Paris: , 1889. Item #04431
A Very Rare Wooden Puzzle Made for The Expostion Universelle of 1889
[WOODEN GAME]. Constructions Exposition Universelle 1889.
Square quarto 10 5/8 x 10 1/4 x 1 9/16 inches; 272 x 260 x 40 mm.).
A rare and wonderful 1889 Paris Exposition Universelle game with fifty-three (of fifty-four) original wooden blocks, color chromo-lithographed on upper panels. All contained in the original red paper covered wooden box with the dark red cardboard box lid printed in gold and decoratively bordered in various colors. Near fine.
A fine and lovely wooden game made for the 1889 Exposition Universelle in Paris, containing a construction game illustrating six important buildings of the exhibition: Pavilion des Beaux-Arts; Palais de Trocadero; Ministére de la Guerre; Maison Égyptienne; Panorama Transatlantique, and Fellah, une Rue au Caire (lacking one piece at top).
A very rare original game of the famous 1889 World's Exhibition in Paris in which the Eiffel Tower was built.
The Exposition Universelle of 1889 was a world's fair held in Paris, France, from 6 May to 31 October 1889. It was held to celebrate the 100th anniversary of the storming of the Bastille, an event considered symbolic of the beginning of the French Revolution. The fair included a reconstruction of the Bastille and its surrounding neighborhood, but with the interior courtyard covered with a blue ceiling decorated with fleur-de-lys and used as a ball room and gathering place.

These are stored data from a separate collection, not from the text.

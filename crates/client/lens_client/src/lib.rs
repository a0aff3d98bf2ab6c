//! Client for the two Lens API queries the reconciliation flow needs: `hasTxHashBeenIndexed`
//! and `publication`.

mod error;
mod provider;
mod queries;
mod types;

pub use error::LensClientError;
pub use provider::{LensProvider, DEFAULT_REQUEST_TIMEOUT};
pub use types::*;

use async_trait::async_trait;
use lp_optimistic::Publication;

/// Abstraction over the remote Lens API.
///
/// Implemented by [`LensProvider`] over HTTP. Tests use the generated `MockLensApi`, available
/// with the `testing` feature.
#[cfg_attr(any(test, feature = "testing"), mockall::automock)]
#[async_trait]
pub trait LensApi: Send + Sync {
    /// Asks the indexer whether the transaction has been processed, and if so whether its metadata
    /// passed validation.
    async fn has_tx_hash_been_indexed(
        &self,
        request: &HasTxHashBeenIndexedRequest,
    ) -> Result<IndexingResult, LensClientError>;

    /// Fetches a publication. `Ok(None)` means the API knows no publication for this request.
    async fn publication(&self, query: &PublicationQuery) -> Result<Option<Publication>, LensClientError>;
}
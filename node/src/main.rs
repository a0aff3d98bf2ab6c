//! Lensq command line.

mod cli;
mod logging;

use anyhow::Context;
use clap::Parser;
use cli::{Cli, Commands, EnqueueCmd, ListCmd, RunCmd};
use dotenv::dotenv;
use lc_read_cache::PublicationCache;
use lc_reconcile::{QueueEvent, QueueOutcome, QueueSupervisor, QueuedPublicationView, ReconcileContext};
use lp_optimistic::{OptimisticTransaction, ProfileId};
use std::future::Future;
use std::sync::Arc;
use tokio::sync::broadcast::{self, error::RecvError};

#[tokio::main]
async fn main() -> anyhow::Result<()> {
    dotenv().ok();
    logging::init_logging()?;

    let cli = Cli::parse();
    match cli.command {
        Commands::Run { run_command } => run((*run_command).load()?).await,
        Commands::Enqueue { enqueue_command } => enqueue(enqueue_command).await,
        Commands::List { list_command } => list(list_command).await,
    }
}

async fn run(run_cmd: RunCmd) -> anyhow::Result<()> {
    let queue = Arc::new(run_cmd.queue_params.open_store().await?);
    let lens = Arc::new(run_cmd.lens_params.provider()?);
    let config = run_cmd.reconcile_params.reconcile_config();

    tracing::info!("🌿 Lensq");
    tracing::info!("🌐 Lens API: {}", lens.api_url());
    tracing::info!("💾 Queue file: {}", run_cmd.queue_params.queue_file.display());
    if let Some(viewer) = &config.viewer {
        tracing::info!("👤 Viewer profile: {viewer}");
    }
    tracing::info!("⏳ {} pending transactions", queue.snapshot().len());

    let ctx = Arc::new(ReconcileContext::new(lens, queue, Arc::new(PublicationCache::new()), config));
    let supervisor = Arc::new(QueueSupervisor::new(ctx));
    let events = supervisor.subscribe_events();
    let supervisor_task = tokio::spawn({
        let supervisor = Arc::clone(&supervisor);
        async move { supervisor.run().await }
    });

    let settled = follow_events(events, tokio::signal::ctrl_c()).await?;

    tracing::info!("🛑 Shutting down, {settled} transactions settled");
    supervisor.shutdown();
    supervisor_task.await.context("Waiting for the poll tasks to stop")?;
    Ok(())
}

/// Logs queue events until `shutdown` resolves or the supervisor goes away. Returns how many
/// events were logged.
async fn follow_events(
    mut events: broadcast::Receiver<QueueEvent>,
    shutdown: impl Future<Output = std::io::Result<()>>,
) -> anyhow::Result<usize> {
    tokio::pin!(shutdown);
    let mut logged = 0;
    loop {
        tokio::select! {
            biased;
            event = events.recv() => match event {
                Ok(event) => {
                    log_event(&event);
                    logged += 1;
                }
                Err(RecvError::Lagged(skipped)) => tracing::warn!("Missed {skipped} queue events"),
                Err(RecvError::Closed) => break,
            },
            signal = &mut shutdown => {
                signal.context("Listening for ctrl-c")?;
                break;
            }
        }
    }
    Ok(logged)
}

fn log_event(event: &QueueEvent) {
    match &event.outcome {
        QueueOutcome::Reconciled { publication_id } => {
            tracing::info!("✅ {} is now publication {publication_id}", event.key)
        }
        QueueOutcome::Failed { reason } => {
            tracing::warn!("❌ {} failed: {}", event.key, reason.as_deref().unwrap_or("no reason given"))
        }
        QueueOutcome::Invalid { status } => tracing::warn!("❌ {} has invalid metadata ({status})", event.key),
        QueueOutcome::Abandoned { reason } => tracing::warn!("⚠️ Gave up on {}: {reason}", event.key),
    }
}

async fn enqueue(cmd: EnqueueCmd) -> anyhow::Result<()> {
    let txn = OptimisticTransaction::new(cmd.tx_hash, cmd.tx_id, cmd.content, cmd.attachment)?;
    let queue = cmd.queue_params.open_store().await?;
    let key = txn.effective_key().unwrap_or_default().to_owned();
    queue.enqueue(txn).await.context("Enqueuing transaction")?;
    tracing::info!("📥 Enqueued {key}, {} pending transactions", queue.snapshot().len());
    Ok(())
}

async fn list(cmd: ListCmd) -> anyhow::Result<()> {
    let queue = cmd.queue_params.open_store().await?;
    let viewer = cmd.profile_id.as_deref().map(ProfileId::from);
    let pending = queue.get().await;
    tracing::info!("⏳ {} pending transactions", pending.len());
    for view in pending.iter().filter_map(|txn| QueuedPublicationView::new(txn, viewer.as_ref())) {
        tracing::info!(
            tx_key = %view.key,
            author = ?view.author.as_ref().map(ToString::to_string),
            embed = ?view.embed,
            indexing = view.indexing,
            "📝 {}",
            view.content
        );
    }
    Ok(())
}
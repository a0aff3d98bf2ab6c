use lc_reconcile::ReconcileConfig;
use lp_optimistic::ProfileId;
use lp_resilience::BackoffConfig;
use serde::{Deserialize, Serialize};
use std::time::Duration;

#[derive(Clone, Debug, clap::Args, Deserialize, Serialize)]
pub struct ReconcileParams {
    /// Profile the publications are fetched for. Lets the API fill in the viewer's reactions.
    #[arg(env = "LENSQ_PROFILE_ID", long, value_name = "PROFILE ID")]
    pub profile_id: Option<String>,

    /// Delay between two indexing status polls of the same transaction.
    #[arg(env = "LENSQ_POLL_INTERVAL_MS", long, value_name = "MILLISECONDS", default_value_t = 1000)]
    pub poll_interval_ms: u64,

    /// Drop a transaction once it was polled that many times without being indexed.
    /// Polls forever when unset.
    #[arg(env = "LENSQ_MAX_POLL_ATTEMPTS", long, value_name = "POLLS")]
    pub max_poll_attempts: Option<u32>,

    /// Number of publication fetches tried for an indexed transaction before dropping it.
    #[arg(env = "LENSQ_FETCH_MAX_ATTEMPTS", long, value_name = "ATTEMPTS", default_value_t = 5)]
    pub fetch_max_attempts: u32,

    /// Delay before the first publication fetch retry. Doubles on every retry.
    #[arg(env = "LENSQ_FETCH_INITIAL_DELAY_MS", long, value_name = "MILLISECONDS", default_value_t = 1000)]
    pub fetch_initial_delay_ms: u64,

    /// Cap of the publication fetch retry delay.
    #[arg(env = "LENSQ_FETCH_MAX_DELAY_MS", long, value_name = "MILLISECONDS", default_value_t = 16000)]
    pub fetch_max_delay_ms: u64,
}

impl ReconcileParams {
    pub fn check(&self) -> anyhow::Result<()> {
        if self.poll_interval_ms == 0 {
            anyhow::bail!("The poll interval cannot be zero");
        }
        if self.fetch_max_attempts == 0 {
            anyhow::bail!("At least one publication fetch attempt is needed");
        }
        if self.fetch_max_delay_ms < self.fetch_initial_delay_ms {
            anyhow::bail!(
                "Fetch max delay ({}ms) cannot be less than the initial delay ({}ms)",
                self.fetch_max_delay_ms,
                self.fetch_initial_delay_ms
            );
        }
        Ok(())
    }

    pub fn viewer(&self) -> Option<ProfileId> {
        self.profile_id.as_deref().map(ProfileId::from)
    }

    pub fn reconcile_config(&self) -> ReconcileConfig {
        ReconcileConfig {
            poll_interval: Duration::from_millis(self.poll_interval_ms),
            max_poll_attempts: self.max_poll_attempts,
            fetch_backoff: BackoffConfig {
                initial_delay: Duration::from_millis(self.fetch_initial_delay_ms),
                max_delay: Duration::from_millis(self.fetch_max_delay_ms),
                max_attempts: Some(self.fetch_max_attempts),
                ..Default::default()
            },
            viewer: self.viewer(),
        }
    }
}
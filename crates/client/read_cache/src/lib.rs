//! Shared read cache holding every publication the client knows about.
//!
//! Reconciled publications are merged into the `publications` collection so that later reads
//! include them without another round-trip to the API.

use lp_optimistic::{Publication, PublicationId};
use tokio::sync::RwLock;
use tokio_util::sync::CancellationToken;

#[derive(Debug, Clone, Copy, PartialEq, Eq)]
pub enum MergeOutcome {
    Inserted,
    Replaced,
}

/// Upserts `incoming` into `publications`: a publication with the same id is replaced in place,
/// otherwise `incoming` is put first, the collection being ordered newest first.
pub fn merge_publication(publications: &mut Vec<Publication>, incoming: Publication) -> MergeOutcome {
    match publications.iter_mut().find(|known| known.id == incoming.id) {
        Some(known) => {
            *known = incoming;
            MergeOutcome::Replaced
        }
        None => {
            publications.insert(0, incoming);
            MergeOutcome::Inserted
        }
    }
}

#[derive(Debug, Default)]
pub struct PublicationCache {
    publications: RwLock<Vec<Publication>>,
}

impl PublicationCache {
    pub fn new() -> Self {
        Self::default()
    }

    /// All known publications, newest first.
    pub async fn publications(&self) -> Vec<Publication> {
        self.publications.read().await.clone()
    }

    pub async fn get(&self, id: &PublicationId) -> Option<Publication> {
        self.publications.read().await.iter().find(|p| &p.id == id).cloned()
    }

    pub async fn len(&self) -> usize {
        self.publications.read().await.len()
    }

    pub async fn is_empty(&self) -> bool {
        self.publications.read().await.is_empty()
    }

    pub async fn merge(&self, publication: Publication) -> MergeOutcome {
        let mut publications = self.publications.write().await;
        let id = publication.id.clone();
        let outcome = merge_publication(&mut publications, publication);
        tracing::debug!(publication_id = %id, ?outcome, "Merged publication into read cache");
        outcome
    }

    /// Same as [`PublicationCache::merge`] unless `token` is cancelled, checked under the write lock.
    pub async fn merge_live(&self, publication: Publication, token: &CancellationToken) -> Option<MergeOutcome> {
        let mut publications = self.publications.write().await;
        if token.is_cancelled() {
            return None;
        }
        Some(merge_publication(&mut publications, publication))
    }

    /// Runs `f` on the `publications` collection under the write lock.
    pub async fn modify<R>(&self, f: impl FnOnce(&mut Vec<Publication>) -> R) -> R {
        f(&mut *self.publications.write().await)
    }
}

#[cfg(test)]
mod tests {
    use super::*;
    use lp_optimistic::{ProfileRef, PublicationKind, PublicationMetadata};

    fn publication(id: &str, content: &str) -> Publication {
        Publication {
            kind: PublicationKind::Post,
            id: PublicationId::from(id),
            profile: ProfileRef { id: "0x01".into(), handle: None },
            metadata: PublicationMetadata { content: Some(content.into()), media: vec![] },
            created_at: "2023-06-01T10:00:00.000Z".into(),
            reaction: None,
            mirrors: vec![],
        }
    }

    #[test]
    fn merge_prepends_new_publications() {
        let mut publications = vec![publication("0x01-0x01", "old")];

        assert_eq!(merge_publication(&mut publications, publication("0x01-0x02", "new")), MergeOutcome::Inserted);

        let ids: Vec<_> = publications.iter().map(|p| p.id.0.as_str()).collect();
        assert_eq!(ids, ["0x01-0x02", "0x01-0x01"]);
    }

    #[test]
    fn merge_replaces_in_place() {
        let mut publications = vec![publication("0x01-0x02", "a"), publication("0x01-0x01", "b")];

        assert_eq!(merge_publication(&mut publications, publication("0x01-0x01", "b2")), MergeOutcome::Replaced);

        assert_eq!(publications.len(), 2);
        assert_eq!(publications[1].metadata.content.as_deref(), Some("b2"));
    }

    #[tokio::test]
    async fn merge_live_respects_cancellation() {
        let cache = PublicationCache::new();
        let token = CancellationToken::new();
        token.cancel();

        assert_eq!(cache.merge_live(publication("0x01-0x01", "a"), &token).await, None);
        assert!(cache.is_empty().await);

        assert_eq!(
            cache.merge_live(publication("0x01-0x01", "a"), &CancellationToken::new()).await,
            Some(MergeOutcome::Inserted)
        );
        assert!(cache.get(&PublicationId::from("0x01-0x01")).await.is_some());
    }

    #[tokio::test]
    async fn modify_scopes_to_collection() {
        let cache = PublicationCache::new();
        cache.merge(publication("0x01-0x01", "a")).await;

        let removed = cache.modify(|publications| publications.drain(..).count()).await;

        assert_eq!(removed, 1);
        assert_eq!(cache.len().await, 0);
    }
}
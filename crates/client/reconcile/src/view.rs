use lazy_static::lazy_static;
use lp_optimistic::{Attachment, OptimisticTransaction, ProfileId};
use regex::Regex;
use serde::Serialize;
use url::Url;

lazy_static! {
    static ref URL_REGEX: Regex = Regex::new(r#"https?://[^\s<>"'`]+"#).expect("Invalid url regex");
}

const TRAILING_PUNCTUATION: &[char] = &['.', ',', ';', ':', '!', '?', ')', ']', '}', '\''];

/// First `http(s)` URL of a post body, used as the link preview of posts without attachments.
pub fn first_url(content: &str) -> Option<Url> {
    URL_REGEX.find_iter(content).find_map(|m| Url::parse(trim_trailing_punctuation(m.as_str())).ok())
}

/// Strips sentence punctuation glued to the end of a URL. A closing paren is only stripped when it
/// has no opening match inside the URL.
fn trim_trailing_punctuation(mut url: &str) -> &str {
    while let Some(last) = url.chars().next_back() {
        if !TRAILING_PUNCTUATION.contains(&last) {
            break;
        }
        if last == ')' && url.matches('(').count() >= url.matches(')').count() {
            break;
        }
        url = &url[..url.len() - last.len_utf8()];
    }
    url
}

/// What is shown under the body of a pending post.
#[derive(Debug, Clone, PartialEq, Eq, Serialize)]
#[serde(rename_all = "camelCase", tag = "kind", content = "value")]
pub enum Embed {
    Attachments(Vec<Attachment>),
    LinkPreview(Url),
    None,
}

/// View model of a pending post, rendered with an "indexing" indicator until it leaves the queue.
#[derive(Debug, Clone, PartialEq, Eq, Serialize)]
#[serde(rename_all = "camelCase")]
pub struct QueuedPublicationView {
    pub key: String,
    pub author: Option<ProfileId>,
    pub content: String,
    pub embed: Embed,
    pub indexing: bool,
}

impl QueuedPublicationView {
    pub fn new(txn: &OptimisticTransaction, viewer: Option<&ProfileId>) -> Option<Self> {
        let embed = if !txn.attachments.is_empty() {
            Embed::Attachments(txn.attachments.clone())
        } else {
            first_url(&txn.content).map(Embed::LinkPreview).unwrap_or(Embed::None)
        };
        Some(Self {
            key: txn.effective_key()?.to_owned(),
            author: viewer.cloned(),
            content: txn.content.clone(),
            embed,
            indexing: true,
        })
    }
}
use lp_optimistic::ProfileId;
use lp_resilience::BackoffConfig;
use std::time::Duration;

pub const DEFAULT_POLL_INTERVAL: Duration = Duration::from_millis(1000);

#[derive(Debug, Clone)]
pub struct ReconcileConfig {
    /// Delay between two indexing status polls of the same item.
    pub poll_interval: Duration,
    /// Number of non-terminal polls (still pending, or transport failure) after which an item is
    /// dropped. `None` polls forever.
    pub max_poll_attempts: Option<u32>,
    /// Backoff used when an indexed transaction does not resolve to a publication yet.
    pub fetch_backoff: BackoffConfig,
    /// Profile the publications are fetched for, so the API includes the viewer's reactions.
    pub viewer: Option<ProfileId>,
}

impl Default for ReconcileConfig {
    fn default() -> Self {
        Self {
            poll_interval: DEFAULT_POLL_INTERVAL,
            max_poll_attempts: None,
            fetch_backoff: BackoffConfig::default(),
            viewer: None,
        }
    }
}
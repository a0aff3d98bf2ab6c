use crate::{QueueStorage, TxnQueueError};
use lp_optimistic::OptimisticTransaction;
use std::sync::Arc;
use tokio::sync::{watch, Mutex};
use tokio_util::sync::CancellationToken;

pub type QueueSnapshot = Arc<[OptimisticTransaction]>;

/// Index of the item `key` refers to: the item whose hash matches, else the item whose id matches.
fn position_of(queue: &[OptimisticTransaction], key: &str) -> Option<usize> {
    queue.iter().position(|txn| txn.has_hash(key)).or_else(|| queue.iter().position(|txn| txn.has_id(key)))
}

/// Drops keyless items and items colliding with an earlier one, keeping the order of the rest.
fn sanitize(txns: Vec<OptimisticTransaction>) -> Vec<OptimisticTransaction> {
    let mut queue: Vec<OptimisticTransaction> = Vec::with_capacity(txns.len());
    for txn in txns {
        if let Err(err) = txn.check_keys() {
            tracing::warn!(content = %txn.content, "Dropping transaction: {err}");
            continue;
        }
        if queue.iter().any(|queued| queued.collides_with(&txn)) {
            tracing::warn!(tx_key = ?txn.effective_key(), "Dropping duplicated transaction");
            continue;
        }
        queue.push(txn);
    }
    queue
}

/// Process-wide queue of pending optimistic transactions.
pub struct TxnQueueStore {
    queue: Mutex<Vec<OptimisticTransaction>>,
    storage: Arc<dyn QueueStorage>,
    snapshot: watch::Sender<QueueSnapshot>,
}

impl std::fmt::Debug for TxnQueueStore {
    fn fmt(&self, f: &mut std::fmt::Formatter<'_>) -> std::fmt::Result {
        f.debug_struct("TxnQueueStore").field("len", &self.snapshot.borrow().len()).finish()
    }
}

impl TxnQueueStore {
    /// Loads the persisted queue. Keyless or duplicated entries are dropped with a warning.
    pub async fn open(storage: Arc<dyn QueueStorage>) -> Result<Self, TxnQueueError> {
        let loaded = storage.load().await?;
        let loaded_len = loaded.len();
        let queue = sanitize(loaded);
        if queue.len() != loaded_len {
            storage.save(&queue).await?;
        }

        tracing::debug!("Loaded {} pending transactions", queue.len());
        let (snapshot, _) = watch::channel(QueueSnapshot::from(queue.clone()));
        Ok(Self { queue: Mutex::new(queue), storage, snapshot })
    }

    /// Current pending items, in insertion order.
    pub async fn get(&self) -> Vec<OptimisticTransaction> {
        self.queue.lock().await.clone()
    }

    /// Latest published snapshot, without waiting on the queue lock.
    pub fn snapshot(&self) -> QueueSnapshot {
        self.snapshot.borrow().clone()
    }

    /// Receives a new snapshot after every successful mutation.
    pub fn subscribe(&self) -> watch::Receiver<QueueSnapshot> {
        self.snapshot.subscribe()
    }

    /// Appends a transaction. Rejects keyless transactions and transactions sharing a hash or an id
    /// with a queued one.
    pub async fn enqueue(&self, txn: OptimisticTransaction) -> Result<(), TxnQueueError> {
        txn.check_keys()?;
        let mut queue = self.queue.lock().await;
        if queue.iter().any(|queued| queued.collides_with(&txn)) {
            return Err(TxnQueueError::Duplicate(txn.effective_key().unwrap_or_default().to_owned()));
        }

        tracing::debug!(tx_key = ?txn.effective_key(), "Enqueuing optimistic transaction");
        let mut next = queue.clone();
        next.push(txn);
        self.commit(&mut queue, next).await
    }

    /// Removes the item whose `txHash` is `key`, or if there is none, the item whose `txId` is `key`.
    /// Removing an absent key is a no-op and does not touch storage.
    pub async fn remove(&self, key: &str) -> Result<Option<OptimisticTransaction>, TxnQueueError> {
        let mut queue = self.queue.lock().await;
        self.remove_locked(&mut queue, key).await
    }

    /// Same as [`TxnQueueStore::remove`], unless `token` is cancelled. The token is checked while
    /// holding the queue lock: once a view is torn down, nothing it started can mutate the queue.
    pub async fn remove_live(
        &self,
        key: &str,
        token: &CancellationToken,
    ) -> Result<Option<OptimisticTransaction>, TxnQueueError> {
        let mut queue = self.queue.lock().await;
        if token.is_cancelled() {
            tracing::debug!(tx_key = key, "Skipping removal, view was torn down");
            return Ok(None);
        }
        self.remove_locked(&mut queue, key).await
    }

    /// Replaces the whole queue. Keyless or duplicated entries are dropped with a warning, as on load.
    pub async fn set_txn_queue(&self, txns: Vec<OptimisticTransaction>) -> Result<(), TxnQueueError> {
        let txns = sanitize(txns);
        let mut queue = self.queue.lock().await;
        self.commit(&mut queue, txns).await
    }

    async fn remove_locked(
        &self,
        queue: &mut Vec<OptimisticTransaction>,
        key: &str,
    ) -> Result<Option<OptimisticTransaction>, TxnQueueError> {
        let Some(index) = position_of(queue, key) else {
            return Ok(None);
        };
        let mut next = queue.clone();
        let removed = next.remove(index);
        self.commit(queue, next).await?;
        tracing::debug!(tx_key = key, "Removed optimistic transaction");
        Ok(Some(removed))
    }

    /// Persists `next` and only then makes it the current queue.
    async fn commit(
        &self,
        queue: &mut Vec<OptimisticTransaction>,
        next: Vec<OptimisticTransaction>,
    ) -> Result<(), TxnQueueError> {
        self.storage.save(&next).await?;
        self.snapshot.send_replace(QueueSnapshot::from(next.clone()));
        *queue = next;
        Ok(())
    }
}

The main symbol of the Fair was the Eiffel Tower, which served as the entrance arch to the Fair. The 1889 fair was held on the Champ de Mars in Paris, which had been the site of the earlier Paris Universal Exhibition of 1867, and would also be the site of the 1900 exposition. Since the lifts had not been completed when the Exposition opened, the first visitors had to walk up to the second floor platform. Workers had worked through the night the day before the exhibition opened to complete the necessary construction needed to safely allow patrons to set foot upon the structure. When speaking of the dedicated workers, M. Salles, the son-in-law of Eiffel made the statement that "no soldier on the battle field deserved better mention than these humble toilers, who, will never go down in history." No one other than construction personnel were allowed higher than the second floor platform.
The 1889 Exposition covered a total area of 0.96 km2, including the Champ de Mars, the Trocadéro, the quai d'Orsay, a part of the Seine and the Invalides esplanade.